SOURCE RECORDS:
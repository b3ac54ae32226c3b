use anyhow::{bail, Result};
use colored::Colorize;
use comfy_table::{modifiers::UTF8_ROUND_CORNERS, presets::UTF8_FULL, Cell, Color, Table};
use playbooks_core::{Metric, MetricType, Playbook, PlaybookId, PlaybookUpdate};
use serde::Deserialize;
use std::path::Path;

use super::{read_document, CommandContext};

pub async fn cmd_show(ctx: &CommandContext, id: &str) -> Result<()> {
    let playbook = ctx
        .orchestrator
        .get_playbook(&ctx.actor, &PlaybookId::from(id))
        .await?;

    if ctx.is_json() {
        println!("{}", serde_json::to_string_pretty(&playbook)?);
        return Ok(());
    }

    print_playbook(&playbook);
    Ok(())
}

pub async fn cmd_list(ctx: &CommandContext) -> Result<()> {
    let playbooks = ctx.orchestrator.list_playbooks(&ctx.actor).await?;

    if ctx.is_json() {
        println!("{}", serde_json::to_string_pretty(&playbooks)?);
        return Ok(());
    }

    if playbooks.is_empty() {
        println!("{}", "No playbooks found.".yellow());
        return Ok(());
    }

    println!("{}", "Playbooks".cyan().bold());
    println!();

    let mut table = Table::new();
    table
        .load_preset(UTF8_FULL)
        .apply_modifier(UTF8_ROUND_CORNERS)
        .set_header(vec![
            Cell::new("ID").fg(Color::White),
            Cell::new("Title").fg(Color::White),
            Cell::new("Team").fg(Color::White),
            Cell::new("Metrics").fg(Color::White),
            Cell::new("Broadcast").fg(Color::White),
            Cell::new("Version").fg(Color::White),
        ]);

    for playbook in &playbooks {
        let broadcast = if playbook.broadcast_enabled {
            Cell::new(format!("on ({})", playbook.broadcast_channel_ids.len())).fg(Color::Green)
        } else {
            Cell::new("off").fg(Color::DarkGrey)
        };

        table.add_row(vec![
            Cell::new(playbook.id.as_str()).fg(Color::Cyan),
            Cell::new(&playbook.title),
            Cell::new(&playbook.team_id),
            Cell::new(playbook.metrics.len()),
            broadcast,
            Cell::new(playbook.version),
        ]);
    }

    println!("{table}");
    println!();
    println!(
        "  {} {}",
        "Total:".dimmed(),
        format!("{} playbooks", playbooks.len()).bold()
    );

    Ok(())
}

pub async fn cmd_update(ctx: &CommandContext, id: &str, file: &Path) -> Result<()> {
    let update: PlaybookUpdate = read_document(file)?;
    if update.is_empty() {
        bail!("{} does not mention any updatable field", file.display());
    }

    let outcome = ctx
        .orchestrator
        .update_playbook(&ctx.actor, &PlaybookId::from(id), &update)
        .await?;

    if ctx.is_json() {
        println!("{}", serde_json::to_string_pretty(&outcome)?);
        return Ok(());
    }

    if outcome.is_noop() {
        println!(
            "{} {}",
            "✓".green().bold(),
            "Nothing to change; playbook already matches.".green()
        );
        return Ok(());
    }

    println!(
        "{} {}",
        "✓".green().bold(),
        format!("Updated playbook {}", outcome.playbook_id).green()
    );
    for field in &outcome.changed_fields {
        println!("  {} {}", "→".blue(), field);
    }
    println!("  {} {}", "Version:".dimmed(), outcome.version);

    Ok(())
}

/// Input for `import`; everything except team and title is optional.
#[derive(Debug, Deserialize)]
#[serde(rename_all = "camelCase")]
struct PlaybookDocument {
    #[serde(default)]
    id: Option<String>,
    #[serde(alias = "team_id")]
    team_id: String,
    title: String,
    #[serde(default)]
    description: String,
    #[serde(default, rename = "defaultOwnerID")]
    default_owner_id: Option<String>,
    #[serde(default)]
    default_owner_enabled: bool,
    #[serde(default)]
    broadcast_enabled: bool,
    #[serde(default, rename = "broadcastChannelIDs")]
    broadcast_channel_ids: Vec<String>,
    #[serde(default)]
    webhook_on_creation_enabled: bool,
    #[serde(default, rename = "webhookOnCreationURLs")]
    webhook_on_creation_urls: Vec<String>,
    #[serde(default)]
    metrics: Vec<Metric>,
}

impl PlaybookDocument {
    fn into_playbook(self) -> Result<Playbook> {
        if self.title.trim().is_empty() {
            bail!("Playbook title must not be empty");
        }

        let mut playbook = Playbook::new(self.team_id, self.title)
            .with_description(self.description)
            .with_broadcast_channels(self.broadcast_channel_ids)
            .with_webhooks(
                self.webhook_on_creation_enabled,
                self.webhook_on_creation_urls,
            );
        if let Some(id) = self.id {
            playbook = playbook.with_id(id);
        }
        if let Some(owner) = self.default_owner_id.filter(|o| !o.is_empty()) {
            playbook = playbook.with_default_owner(owner);
        }
        playbook.default_owner_enabled = self.default_owner_enabled;
        playbook.broadcast_enabled = self.broadcast_enabled;
        for metric in self.metrics {
            playbook.metrics.push(metric)?;
        }
        Ok(playbook)
    }
}

pub async fn cmd_import(ctx: &CommandContext, file: &Path) -> Result<()> {
    let document: PlaybookDocument = read_document(file)?;
    let playbook = ctx.backend.create(document.into_playbook()?).await?;

    if ctx.is_json() {
        println!("{}", serde_json::to_string_pretty(&playbook)?);
        return Ok(());
    }

    println!(
        "{} {}",
        "✓".green().bold(),
        format!("Created playbook {} ({})", playbook.title, playbook.id).green()
    );
    Ok(())
}

fn print_playbook(playbook: &Playbook) {
    println!("{}", playbook.title.cyan().bold());
    println!("{}", "═".repeat(40).dimmed());
    println!("  {:<22} {}", "ID:".bold(), playbook.id);
    println!("  {:<22} {}", "Team:".bold(), playbook.team_id);
    if !playbook.description.is_empty() {
        println!("  {:<22} {}", "Description:".bold(), playbook.description);
    }
    println!(
        "  {:<22} {}{}",
        "Default owner:".bold(),
        playbook.default_owner_id.as_deref().unwrap_or("-"),
        enabled_suffix(playbook.default_owner_enabled)
    );
    println!(
        "  {:<22} {}{}",
        "Broadcast channels:".bold(),
        join_or_dash(&playbook.broadcast_channel_ids),
        enabled_suffix(playbook.broadcast_enabled)
    );
    println!(
        "  {:<22} {}{}",
        "Creation webhooks:".bold(),
        playbook.webhook_on_creation_urls.len(),
        enabled_suffix(playbook.webhook_on_creation_enabled)
    );
    println!("  {:<22} {}", "Version:".bold(), playbook.version);
    println!(
        "  {:<22} {}",
        "Updated:".bold(),
        playbook.updated_at.format("%Y-%m-%d %H:%M:%S UTC")
    );
    println!();

    if playbook.metrics.is_empty() {
        println!("  {}", "No metrics configured.".dimmed());
        return;
    }

    let mut table = Table::new();
    table
        .load_preset(UTF8_FULL)
        .apply_modifier(UTF8_ROUND_CORNERS)
        .set_header(vec![
            Cell::new("#").fg(Color::White),
            Cell::new("ID").fg(Color::White),
            Cell::new("Title").fg(Color::White),
            Cell::new("Type").fg(Color::White),
            Cell::new("Target").fg(Color::White),
        ]);

    for (position, metric) in playbook.metrics.iter().enumerate() {
        table.add_row(vec![
            Cell::new(position + 1),
            Cell::new(metric.id.as_str()).fg(Color::Cyan),
            Cell::new(&metric.title),
            Cell::new(metric.metric_type.as_str()),
            Cell::new(format_target(metric)),
        ]);
    }

    println!("{table}");
}

fn enabled_suffix(enabled: bool) -> String {
    if enabled {
        format!(" {}", "(enabled)".green())
    } else {
        format!(" {}", "(disabled)".dimmed())
    }
}

fn join_or_dash(items: &[String]) -> String {
    if items.is_empty() {
        "-".to_string()
    } else {
        items.join(", ")
    }
}

pub fn format_target(metric: &Metric) -> String {
    let Some(target) = metric.target else {
        return "-".to_string();
    };

    match metric.metric_type {
        MetricType::Duration => {
            let total_secs = target / 1000;
            let (hours, rem) = (total_secs / 3600, total_secs % 3600);
            let (minutes, seconds) = (rem / 60, rem % 60);
            if hours > 0 {
                format!("{}h {:02}m {:02}s", hours, minutes, seconds)
            } else {
                format!("{}m {:02}s", minutes, seconds)
            }
        }
        MetricType::Currency => format!("{}.{:02}", target / 100, target % 100),
        MetricType::Integer => target.to_string(),
    }
}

TASK TO COMPLETE: Please show each line in the records above that contains "bool".

YOUR RESPONSE:
    default_owner_enabled: bool,
    broadcast_enabled: bool,
    webhook_on_creation_enabled: bool,
fn enabled_suffix(enabled: bool) -> String {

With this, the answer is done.